A DataSet About College Majors
What kind of Data am i researching about and why?
My name is Max Juarez and i'm currently enrolled in Lehman College. I'm currently pursuing a degree in Computer Science while also trying to minor in mathematics. Since the day i had first enrolled in my very first class, i am proud to say that i have debated on pursuing in a different degree rather than trying to major in Computer Science thus the DataSet about College Majors piqued my interest.
Why did it piqued my interest?
I've always thought that technology will soon evolve to something greater that might eventually shape the whole world into something magnificent so i wanted to see whether or not Computer Science had a lot of enrolls. I was also interested in other majors that i wanted to try out other than Computer Science.
This dataset contains a few headers with a description as to what they are meant to show (purposes)
The headers are as follow:
- Major_code - Major Code, FO1DP in ACS PUMS
- Major - Major description
- Major_category - Category of major from Carnevale et al
- Total- Total number of people with major
- Employed - Number of employed (ESR == 1 or 2)
- Employed_full_time_year_round - Employed at least 50 weeks (WKW ==1 ) and at least 35 hours (WKHP >= 35)

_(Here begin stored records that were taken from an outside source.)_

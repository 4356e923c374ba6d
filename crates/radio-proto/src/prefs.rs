use crate::protocol::StationId;
use serde::{Deserialize, Serialize};
use std::path::{Path, PathBuf};

/// User preferences that survive a restart.  Nothing else does: snapshots and
/// commentary are always re-fetched.
#[derive(Debug, Clone, Default, PartialEq, Serialize, Deserialize)]
pub struct Preferences {
    #[serde(default)]
    pub last_active_station: Option<StationId>,
}

pub struct PreferenceStore {
    path: PathBuf,
}

impl PreferenceStore {
    pub fn new(path: PathBuf) -> Self {
        Self { path }
    }

    pub fn path(&self) -> &Path {
        &self.path
    }

    /// Missing or unreadable files yield the defaults.
    pub fn load(&self) -> Preferences {
        let Ok(content) = std::fs::read_to_string(&self.path) else {
            return Preferences::default();
        };
        match serde_json::from_str::<Preferences>(&content) {
            Ok(prefs) => prefs,
            Err(e) => {
                tracing::warn!("ignoring corrupt preferences {:?}: {}", self.path, e);
                Preferences::default()
            }
        }
    }

    pub async fn save(&self, prefs: &Preferences) -> anyhow::Result<()> {
        if let Some(parent) = self.path.parent() {
            tokio::fs::create_dir_all(parent).await?;
        }

        let json = serde_json::to_string_pretty(prefs)?;
        tokio::fs::write(&self.path, json).await?;
        Ok(())
    }
}
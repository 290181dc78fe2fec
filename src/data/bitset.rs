/// Mark bits for the collector: one bit per byte position in the temporaries,
/// set at the first byte of each live object.
#[derive(Clone, Debug, Default)]
pub struct BitSet {
    data: Vec<usize>,
}

impl BitSet {
    const BITS_PER_WORD: usize = usize::BITS as usize;

    /// Creates an empty bitset able to hold `bits` bits without growing.
    pub fn with_capacity(bits: usize) -> Self {
        BitSet {
            data: vec![0; bits.div_ceil(Self::BITS_PER_WORD)],
        }
    }

    /// Gets the value of the given bit.
    pub fn get(&self, idx: usize) -> bool {
        let word = idx / Self::BITS_PER_WORD;
        let bit = idx % Self::BITS_PER_WORD;
        match self.data.get(word) {
            Some(w) => w & (1 << bit) != 0,
            None => false,
        }
    }

    /// Sets the given bit.
    pub fn set(&mut self, idx: usize) {
        let word = idx / Self::BITS_PER_WORD;
        let bit = idx % Self::BITS_PER_WORD;
        if word >= self.data.len() {
            self.data.resize(word + 1, 0);
        }
        self.data[word] |= 1 << bit;
    }

    /// Number of bits set.
    pub fn count(&self) -> usize {
        self.data.iter().map(|w| w.count_ones() as usize).sum()
    }
}

#[cfg(test)]
mod tests {
    use super::BitSet;

    #[test]
    fn exhaustive_single_bits() {
        for i in 0..255usize {
            let mut bs = BitSet::with_capacity(64);
            assert!(!bs.get(i));
            bs.set(i);
            for j in 0..255usize {
                assert_eq!(bs.get(j), i == j);
            }
            assert_eq!(bs.count(), 1);
        }
    }

    #[test]
    fn even_bits() {
        let mut bs = BitSet::default();
        for i in (0..255usize).filter(|i| i % 2 == 0) {
            bs.set(i);
        }
        assert_eq!(bs.count(), 128);
        assert!(bs.get(254));
        assert!(!bs.get(253));
        assert!(!bs.get(10_000));
    }
}
//! Commands: objects that are nothing but a tag.
//!
//! Each command has its own handler record, carrying its name and stack
//! effect, and shares parsing, rendering and evaluation with the rest of
//! the family through [`COMMAND`].

use crate::data::objects::Command;
use crate::data::{Ptr, Tag};
use crate::dispatch::{self, Handlers, COMMAND, OBJECT};
use crate::eval::{arith, lists, stack, store, Error};
use crate::reader::{Parsed, Parser};
use crate::render::Renderer;

use super::next_token;

macro_rules! command {
    ($name:literal, $run:path, $help:literal) => {
        Handlers {
            name: $name,
            base: Some(&COMMAND),
            command: Some($run),
            help: Some($help),
            ..Handlers::NONE
        }
    };
}

/// One record per command, in tag order from `Tag::Dup`.
static COMMANDS: [Handlers; 36] = [
    command!("DUP", stack::dup, "Stack"),
    command!("DROP", stack::drop, "Stack"),
    command!("SWAP", stack::swap, "Stack"),
    command!("OVER", stack::over, "Stack"),
    command!("ROT", stack::rot, "Stack"),
    command!("DEPTH", stack::depth, "Stack"),
    command!("CLEAR", stack::clear, "Stack"),
    command!("PICK", stack::pick, "Stack"),
    command!("DROPN", stack::drop_n, "Stack"),
    command!("DUP2", stack::dup2, "Stack"),
    command!("DROP2", stack::drop2, "Stack"),
    command!("+", arith::add, "Arithmetic"),
    command!("-", arith::sub, "Arithmetic"),
    command!("*", arith::mul, "Arithmetic"),
    command!("/", arith::div, "Arithmetic"),
    command!("NEG", arith::neg, "Arithmetic"),
    command!("ABS", arith::abs, "Arithmetic"),
    command!("==", arith::eq, "Tests"),
    command!("!=", arith::ne, "Tests"),
    command!("<", arith::lt, "Tests"),
    command!(">", arith::gt, "Tests"),
    command!("<=", arith::le, "Tests"),
    command!(">=", arith::ge, "Tests"),
    command!("AND", arith::and, "Logic"),
    command!("OR", arith::or, "Logic"),
    command!("NOT", arith::not, "Logic"),
    command!("EVAL", store::eval, "Evaluation"),
    command!("STO", store::sto, "Variables"),
    command!("RCL", store::rcl, "Variables"),
    command!("PURGE", store::purge, "Variables"),
    command!("→LIST", lists::to_list, "Lists"),
    command!("LIST→", lists::from_list, "Lists"),
    command!("SIZE", lists::size, "Lists"),
    command!("→STR", lists::to_text, "Text"),
    command!("MEM", store::mem, "Memory"),
    command!("GC", store::gc, "Memory"),
];

/// The handler record of a command tag.
pub fn handlers(tag: Tag) -> &'static Handlers {
    if !tag.is_command() {
        return &OBJECT;
    }
    let index = (tag.value() - Tag::Dup.value()) as usize;
    COMMANDS.get(index).unwrap_or(&OBJECT)
}

/// Other spellings a command is read from.
fn aliases(tag: Tag) -> &'static [&'static str] {
    match tag {
        Tag::ToList => &["->LIST"],
        Tag::FromList => &["LIST->"],
        Tag::ToText => &["->STR"],
        Tag::Eq => &["="],
        Tag::Ne => &["≠"],
        Tag::Le => &["≤"],
        Tag::Ge => &["≥"],
        _ => &[],
    }
}

pub fn evaluate(object: &Ptr) -> Result<(), Error> {
    let tag = object.tag();
    tracing::trace!(%tag, "command");
    dispatch::command(tag)?(object.runtime())
}

pub fn parse<'rt>(tag: Tag, parser: &mut Parser<'rt, '_>) -> Parsed<'rt> {
    if !tag.is_command() {
        return Parsed::Skip;
    }
    let token = match next_token(parser) {
        Ok(t) => t,
        Err(p) => return p,
    };
    if !token.is(tag.name()) && !aliases(tag).iter().any(|a| token.is(a)) {
        return Parsed::Skip;
    }
    parser.accept(token);
    parser.make(&Command(tag))
}

pub fn render(object: &Ptr, r: &mut Renderer) -> Result<(), Error> {
    r.put(object.tag().name())
}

- Unemployed - Number of unemployed (ESR ==3 )
- Unemployment_rate - Unemployed / (Unemployed + Employed)
- Median - Median earnings of full-time, year-round workers
- P25th - 25th percentile of earnigns
- P75th - 75th percentile of earnings
Unanswered questions i came up with?
What are the top 10 Majors with the most people enrolled in percentage and why do you (i) think these majors are the most popular? The major with the most Employed? The Major with the most unemployed? Which of the majors have the least unemployment rate?
What is "Total"?
The total is defined as the amount of people that are majoring in a specific major, such as Computer Science, Nursing, Pharmacology, Geological and Geophysical Engineering, and so on. The total amount of students majoring in a specific kind of major is extremely valuable to determine the most popular type of degree and the least popular type of degree. The mean, standard deviation, skewness and kurtosis are:
Mean: 230256.6
Standard Deviation: 422068.5
Skewness: 3.591402
Kurtosis: 15.98407
BoxPlot and Histogram of the data "Total"

The boxplot used to plot the column Total of all-ages.csv is essential to understand the amount of students who ended up with pursing a major. It appears as if the boxplot was the one and only graph that truly captured the data's purpose. One can easily find the outliers, datum detached from the rest of the data that looked inconsistent and it appears that the graph captured 24 outliers, data that exceeded an amount that other data did not. These 24 outliers were the top 24 majors that were popular among other majors.

The data's histogram has a skewness of 3.591402 and a kurtosis of 15.98. The kurtosis's value appears to categorize the data as a platykurtic and a positive skewness which let me to believe that the data is slightly skewed to the right. Although, it appears that the graph has a random distribution. My assumption is that the histogram didn't help as much as i thought it would've had.
Computing a confidence interval for the "Total" # 1:
Knowing that the mean of the data "Total" is mean = 230256.6, the standard deviation = 422068.5, and the dataset has a length of n = 173. We can compute the margin of error by adding/subtracting the mean from the confidence level times the standard deviation over the square root of n (230256.6 ± 1.959964 * 422068.5/sqrt(173)) which gives us the range where the true mean lands on: [167362.8, 293150.4].
Citation: I want to give a huge thanks to FiveThirdyEight on Github for the huge amount of DataSets that was posted to the public. Without this, i wouldn't had been able to come across the all-ages.csv Also, the all-ages.csv was based on an article called The Economic Guide To Picking A College Major which also has a bunch of information regarding college majors and goes in depth on the good and bad sides of some majors.